⟨

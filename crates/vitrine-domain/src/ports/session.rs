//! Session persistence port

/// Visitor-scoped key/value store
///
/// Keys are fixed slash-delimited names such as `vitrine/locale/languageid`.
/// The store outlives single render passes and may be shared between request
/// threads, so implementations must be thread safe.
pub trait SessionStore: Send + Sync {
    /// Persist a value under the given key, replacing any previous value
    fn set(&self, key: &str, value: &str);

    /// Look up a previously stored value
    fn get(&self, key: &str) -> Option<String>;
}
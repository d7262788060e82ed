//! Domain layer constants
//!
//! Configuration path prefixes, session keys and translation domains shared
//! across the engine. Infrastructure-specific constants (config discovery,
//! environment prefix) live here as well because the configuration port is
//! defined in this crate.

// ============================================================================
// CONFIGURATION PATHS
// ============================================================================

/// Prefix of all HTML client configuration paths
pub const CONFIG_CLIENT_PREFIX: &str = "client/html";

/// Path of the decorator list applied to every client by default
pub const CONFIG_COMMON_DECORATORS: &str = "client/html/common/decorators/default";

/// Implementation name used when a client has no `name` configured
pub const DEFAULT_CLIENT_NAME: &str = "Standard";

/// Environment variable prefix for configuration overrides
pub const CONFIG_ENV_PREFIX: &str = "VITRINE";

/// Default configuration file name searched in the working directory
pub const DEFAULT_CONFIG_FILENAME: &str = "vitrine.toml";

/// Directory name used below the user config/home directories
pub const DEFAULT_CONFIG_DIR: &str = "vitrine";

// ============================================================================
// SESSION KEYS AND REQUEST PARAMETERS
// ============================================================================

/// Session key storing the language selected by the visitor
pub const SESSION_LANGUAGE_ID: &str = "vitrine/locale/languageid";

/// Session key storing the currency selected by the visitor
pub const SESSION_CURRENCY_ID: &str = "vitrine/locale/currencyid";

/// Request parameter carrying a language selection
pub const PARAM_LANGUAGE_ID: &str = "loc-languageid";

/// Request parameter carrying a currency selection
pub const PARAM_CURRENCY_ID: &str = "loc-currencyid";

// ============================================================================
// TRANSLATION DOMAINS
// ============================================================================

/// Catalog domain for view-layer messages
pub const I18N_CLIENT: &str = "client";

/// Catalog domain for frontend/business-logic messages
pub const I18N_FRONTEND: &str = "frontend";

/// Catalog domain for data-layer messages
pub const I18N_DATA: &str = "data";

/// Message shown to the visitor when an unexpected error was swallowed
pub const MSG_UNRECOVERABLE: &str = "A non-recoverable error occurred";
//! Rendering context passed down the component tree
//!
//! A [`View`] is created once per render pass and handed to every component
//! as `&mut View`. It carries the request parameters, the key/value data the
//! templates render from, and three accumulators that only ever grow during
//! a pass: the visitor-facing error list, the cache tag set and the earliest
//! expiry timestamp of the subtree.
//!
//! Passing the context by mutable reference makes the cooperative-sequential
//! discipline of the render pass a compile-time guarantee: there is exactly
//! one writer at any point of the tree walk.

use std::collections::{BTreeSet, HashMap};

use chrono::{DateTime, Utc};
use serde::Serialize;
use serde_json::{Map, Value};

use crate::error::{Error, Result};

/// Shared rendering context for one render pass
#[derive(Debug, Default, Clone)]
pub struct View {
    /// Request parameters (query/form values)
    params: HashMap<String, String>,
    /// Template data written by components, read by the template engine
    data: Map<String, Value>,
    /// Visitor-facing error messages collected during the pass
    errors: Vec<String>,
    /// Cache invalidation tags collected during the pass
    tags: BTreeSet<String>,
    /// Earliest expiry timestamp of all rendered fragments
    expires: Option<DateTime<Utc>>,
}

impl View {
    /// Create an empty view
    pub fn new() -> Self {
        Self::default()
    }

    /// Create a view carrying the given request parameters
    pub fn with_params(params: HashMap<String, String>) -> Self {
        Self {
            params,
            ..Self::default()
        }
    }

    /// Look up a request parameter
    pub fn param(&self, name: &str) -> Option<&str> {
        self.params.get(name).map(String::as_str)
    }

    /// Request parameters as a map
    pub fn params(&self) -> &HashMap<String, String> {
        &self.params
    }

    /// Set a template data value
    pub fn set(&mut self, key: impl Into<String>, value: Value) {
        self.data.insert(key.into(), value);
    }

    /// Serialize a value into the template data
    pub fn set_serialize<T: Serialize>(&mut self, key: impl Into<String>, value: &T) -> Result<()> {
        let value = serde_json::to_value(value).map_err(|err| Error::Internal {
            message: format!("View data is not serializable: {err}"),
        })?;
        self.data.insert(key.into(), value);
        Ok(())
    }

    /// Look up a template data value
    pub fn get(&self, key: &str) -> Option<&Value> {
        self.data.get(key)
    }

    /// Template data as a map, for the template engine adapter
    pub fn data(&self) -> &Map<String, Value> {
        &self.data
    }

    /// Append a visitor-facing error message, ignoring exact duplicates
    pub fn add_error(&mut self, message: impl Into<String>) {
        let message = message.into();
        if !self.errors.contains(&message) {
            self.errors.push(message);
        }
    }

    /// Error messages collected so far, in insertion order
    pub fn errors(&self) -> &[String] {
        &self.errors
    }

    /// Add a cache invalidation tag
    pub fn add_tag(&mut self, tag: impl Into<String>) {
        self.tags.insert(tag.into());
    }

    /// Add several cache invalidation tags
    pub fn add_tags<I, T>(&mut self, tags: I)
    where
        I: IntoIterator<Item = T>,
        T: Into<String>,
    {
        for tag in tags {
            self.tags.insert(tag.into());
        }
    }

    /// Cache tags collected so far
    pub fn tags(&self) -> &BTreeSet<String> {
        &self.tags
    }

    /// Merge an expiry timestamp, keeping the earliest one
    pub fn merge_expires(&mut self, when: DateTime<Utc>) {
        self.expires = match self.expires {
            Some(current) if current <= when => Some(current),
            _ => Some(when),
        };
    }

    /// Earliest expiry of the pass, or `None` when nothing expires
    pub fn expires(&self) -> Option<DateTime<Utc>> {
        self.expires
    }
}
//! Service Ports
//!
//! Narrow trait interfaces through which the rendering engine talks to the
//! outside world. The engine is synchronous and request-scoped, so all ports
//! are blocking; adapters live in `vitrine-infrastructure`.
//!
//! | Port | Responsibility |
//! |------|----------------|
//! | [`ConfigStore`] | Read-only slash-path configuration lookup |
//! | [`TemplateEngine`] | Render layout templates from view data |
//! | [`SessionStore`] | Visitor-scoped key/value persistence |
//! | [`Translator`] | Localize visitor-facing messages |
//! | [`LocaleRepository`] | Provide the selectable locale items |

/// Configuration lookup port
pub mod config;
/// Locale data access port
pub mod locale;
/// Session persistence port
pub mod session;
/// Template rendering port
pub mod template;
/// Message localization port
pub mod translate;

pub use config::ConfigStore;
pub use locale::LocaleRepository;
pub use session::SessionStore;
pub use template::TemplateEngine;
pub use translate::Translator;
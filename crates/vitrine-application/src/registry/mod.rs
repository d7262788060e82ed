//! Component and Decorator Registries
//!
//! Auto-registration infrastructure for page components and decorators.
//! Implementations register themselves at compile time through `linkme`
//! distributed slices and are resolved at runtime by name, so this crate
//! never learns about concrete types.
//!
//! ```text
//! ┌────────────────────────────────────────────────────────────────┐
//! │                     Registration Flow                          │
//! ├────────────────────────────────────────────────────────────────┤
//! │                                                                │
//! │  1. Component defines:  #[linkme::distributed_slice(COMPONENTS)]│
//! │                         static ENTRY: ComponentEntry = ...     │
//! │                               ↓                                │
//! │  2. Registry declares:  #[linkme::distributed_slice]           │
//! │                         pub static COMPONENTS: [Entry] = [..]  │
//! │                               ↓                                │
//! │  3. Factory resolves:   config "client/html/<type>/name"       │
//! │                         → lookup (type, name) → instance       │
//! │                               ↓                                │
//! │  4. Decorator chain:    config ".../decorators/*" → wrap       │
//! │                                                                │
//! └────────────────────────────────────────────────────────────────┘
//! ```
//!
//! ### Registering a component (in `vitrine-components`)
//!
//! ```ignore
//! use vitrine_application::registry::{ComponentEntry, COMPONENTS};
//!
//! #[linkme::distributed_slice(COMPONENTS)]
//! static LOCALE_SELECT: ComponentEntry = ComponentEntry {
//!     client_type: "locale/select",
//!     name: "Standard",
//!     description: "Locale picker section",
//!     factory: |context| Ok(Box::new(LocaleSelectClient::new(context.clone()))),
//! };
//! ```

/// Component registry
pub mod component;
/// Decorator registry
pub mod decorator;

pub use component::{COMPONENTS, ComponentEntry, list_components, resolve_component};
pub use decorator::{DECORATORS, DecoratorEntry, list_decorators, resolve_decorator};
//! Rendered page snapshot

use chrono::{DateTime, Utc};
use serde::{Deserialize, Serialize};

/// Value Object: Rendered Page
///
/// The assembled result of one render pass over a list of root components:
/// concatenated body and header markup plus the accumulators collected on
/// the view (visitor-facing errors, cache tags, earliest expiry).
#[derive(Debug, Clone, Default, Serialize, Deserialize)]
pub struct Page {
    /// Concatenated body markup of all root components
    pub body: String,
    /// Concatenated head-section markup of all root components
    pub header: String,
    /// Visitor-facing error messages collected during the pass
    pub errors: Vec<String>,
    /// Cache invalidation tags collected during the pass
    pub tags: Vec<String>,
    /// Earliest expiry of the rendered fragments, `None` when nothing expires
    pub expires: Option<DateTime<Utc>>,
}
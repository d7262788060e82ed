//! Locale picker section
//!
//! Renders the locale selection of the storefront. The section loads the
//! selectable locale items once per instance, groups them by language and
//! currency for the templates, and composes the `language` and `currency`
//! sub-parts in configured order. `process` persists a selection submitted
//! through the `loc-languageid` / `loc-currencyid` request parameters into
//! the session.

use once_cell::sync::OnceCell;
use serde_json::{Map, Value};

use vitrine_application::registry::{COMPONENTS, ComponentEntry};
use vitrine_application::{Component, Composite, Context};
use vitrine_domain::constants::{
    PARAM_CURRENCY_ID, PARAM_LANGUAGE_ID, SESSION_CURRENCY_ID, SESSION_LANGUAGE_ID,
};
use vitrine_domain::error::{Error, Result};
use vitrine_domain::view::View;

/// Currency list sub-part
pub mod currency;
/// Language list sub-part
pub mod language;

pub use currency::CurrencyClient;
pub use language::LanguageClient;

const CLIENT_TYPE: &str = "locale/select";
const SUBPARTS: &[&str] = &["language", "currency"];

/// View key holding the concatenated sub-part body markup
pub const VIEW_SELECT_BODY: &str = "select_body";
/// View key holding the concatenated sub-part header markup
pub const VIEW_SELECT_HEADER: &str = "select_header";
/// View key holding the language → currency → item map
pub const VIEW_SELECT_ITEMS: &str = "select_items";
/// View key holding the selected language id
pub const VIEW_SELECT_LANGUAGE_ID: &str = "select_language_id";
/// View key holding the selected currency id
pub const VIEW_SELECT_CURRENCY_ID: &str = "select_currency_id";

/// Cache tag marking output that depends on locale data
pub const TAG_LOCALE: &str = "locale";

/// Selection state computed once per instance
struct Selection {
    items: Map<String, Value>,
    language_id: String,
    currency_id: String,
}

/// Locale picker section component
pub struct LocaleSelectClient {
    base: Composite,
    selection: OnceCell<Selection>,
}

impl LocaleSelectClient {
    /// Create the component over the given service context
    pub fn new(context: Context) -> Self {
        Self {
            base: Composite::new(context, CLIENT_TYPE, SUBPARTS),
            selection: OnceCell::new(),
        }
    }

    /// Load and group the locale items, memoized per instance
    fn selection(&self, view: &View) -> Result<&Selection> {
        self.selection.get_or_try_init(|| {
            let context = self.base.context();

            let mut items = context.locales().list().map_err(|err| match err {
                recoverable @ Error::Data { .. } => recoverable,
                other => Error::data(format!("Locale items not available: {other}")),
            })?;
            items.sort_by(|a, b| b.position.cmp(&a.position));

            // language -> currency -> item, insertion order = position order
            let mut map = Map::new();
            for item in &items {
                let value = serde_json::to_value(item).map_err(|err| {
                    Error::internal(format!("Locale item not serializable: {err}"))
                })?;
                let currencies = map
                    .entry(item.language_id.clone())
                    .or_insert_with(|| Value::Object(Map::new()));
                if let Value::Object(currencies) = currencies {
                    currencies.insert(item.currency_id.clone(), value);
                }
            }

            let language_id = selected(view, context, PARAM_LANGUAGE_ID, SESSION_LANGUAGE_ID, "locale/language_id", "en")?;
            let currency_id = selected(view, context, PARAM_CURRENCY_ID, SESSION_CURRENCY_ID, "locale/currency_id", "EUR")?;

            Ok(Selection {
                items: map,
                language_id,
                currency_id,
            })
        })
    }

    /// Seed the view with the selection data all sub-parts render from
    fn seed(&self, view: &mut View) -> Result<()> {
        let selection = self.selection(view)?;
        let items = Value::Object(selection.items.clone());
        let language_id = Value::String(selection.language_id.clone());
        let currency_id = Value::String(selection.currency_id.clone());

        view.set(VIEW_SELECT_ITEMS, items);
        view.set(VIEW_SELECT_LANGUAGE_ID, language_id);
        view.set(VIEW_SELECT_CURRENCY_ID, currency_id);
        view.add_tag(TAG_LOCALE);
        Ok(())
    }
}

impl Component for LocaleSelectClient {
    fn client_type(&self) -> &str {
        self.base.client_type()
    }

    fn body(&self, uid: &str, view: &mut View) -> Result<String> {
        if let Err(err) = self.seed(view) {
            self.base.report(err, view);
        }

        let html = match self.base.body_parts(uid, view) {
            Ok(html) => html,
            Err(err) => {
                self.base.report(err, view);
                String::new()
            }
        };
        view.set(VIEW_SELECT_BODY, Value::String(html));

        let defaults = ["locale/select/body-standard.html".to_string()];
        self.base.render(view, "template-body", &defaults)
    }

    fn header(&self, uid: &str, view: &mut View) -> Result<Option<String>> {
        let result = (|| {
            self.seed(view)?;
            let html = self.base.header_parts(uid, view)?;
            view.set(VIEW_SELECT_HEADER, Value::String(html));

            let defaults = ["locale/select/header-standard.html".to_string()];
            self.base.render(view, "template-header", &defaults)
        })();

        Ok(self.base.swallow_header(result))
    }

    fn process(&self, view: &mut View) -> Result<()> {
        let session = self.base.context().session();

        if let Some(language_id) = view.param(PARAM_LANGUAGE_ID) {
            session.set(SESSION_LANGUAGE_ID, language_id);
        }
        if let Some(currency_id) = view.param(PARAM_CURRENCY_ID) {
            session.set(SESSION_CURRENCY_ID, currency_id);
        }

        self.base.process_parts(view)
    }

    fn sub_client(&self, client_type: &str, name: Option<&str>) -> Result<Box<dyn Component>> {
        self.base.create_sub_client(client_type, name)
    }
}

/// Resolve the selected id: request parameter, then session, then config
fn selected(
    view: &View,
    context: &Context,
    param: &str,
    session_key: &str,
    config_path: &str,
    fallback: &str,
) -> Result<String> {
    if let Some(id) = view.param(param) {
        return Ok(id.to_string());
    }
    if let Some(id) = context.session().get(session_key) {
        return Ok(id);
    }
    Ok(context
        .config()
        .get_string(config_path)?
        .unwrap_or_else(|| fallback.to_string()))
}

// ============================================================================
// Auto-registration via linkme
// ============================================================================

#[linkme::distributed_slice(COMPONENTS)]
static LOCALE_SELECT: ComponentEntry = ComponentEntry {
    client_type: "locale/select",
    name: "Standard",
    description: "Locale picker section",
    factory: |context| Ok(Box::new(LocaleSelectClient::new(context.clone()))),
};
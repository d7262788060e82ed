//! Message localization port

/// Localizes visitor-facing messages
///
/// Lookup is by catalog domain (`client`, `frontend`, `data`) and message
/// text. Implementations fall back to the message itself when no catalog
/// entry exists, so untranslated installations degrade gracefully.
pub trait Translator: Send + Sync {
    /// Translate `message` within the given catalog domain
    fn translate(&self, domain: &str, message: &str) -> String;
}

⟩

What the task requires:
Show every line of the material that includes the string "holding".

Problem solution:
/// View key holding the concatenated sub-part body markup
/// View key holding the concatenated sub-part header markup
/// View key holding the language → currency → item map
/// View key holding the selected language id
/// View key holding the selected currency id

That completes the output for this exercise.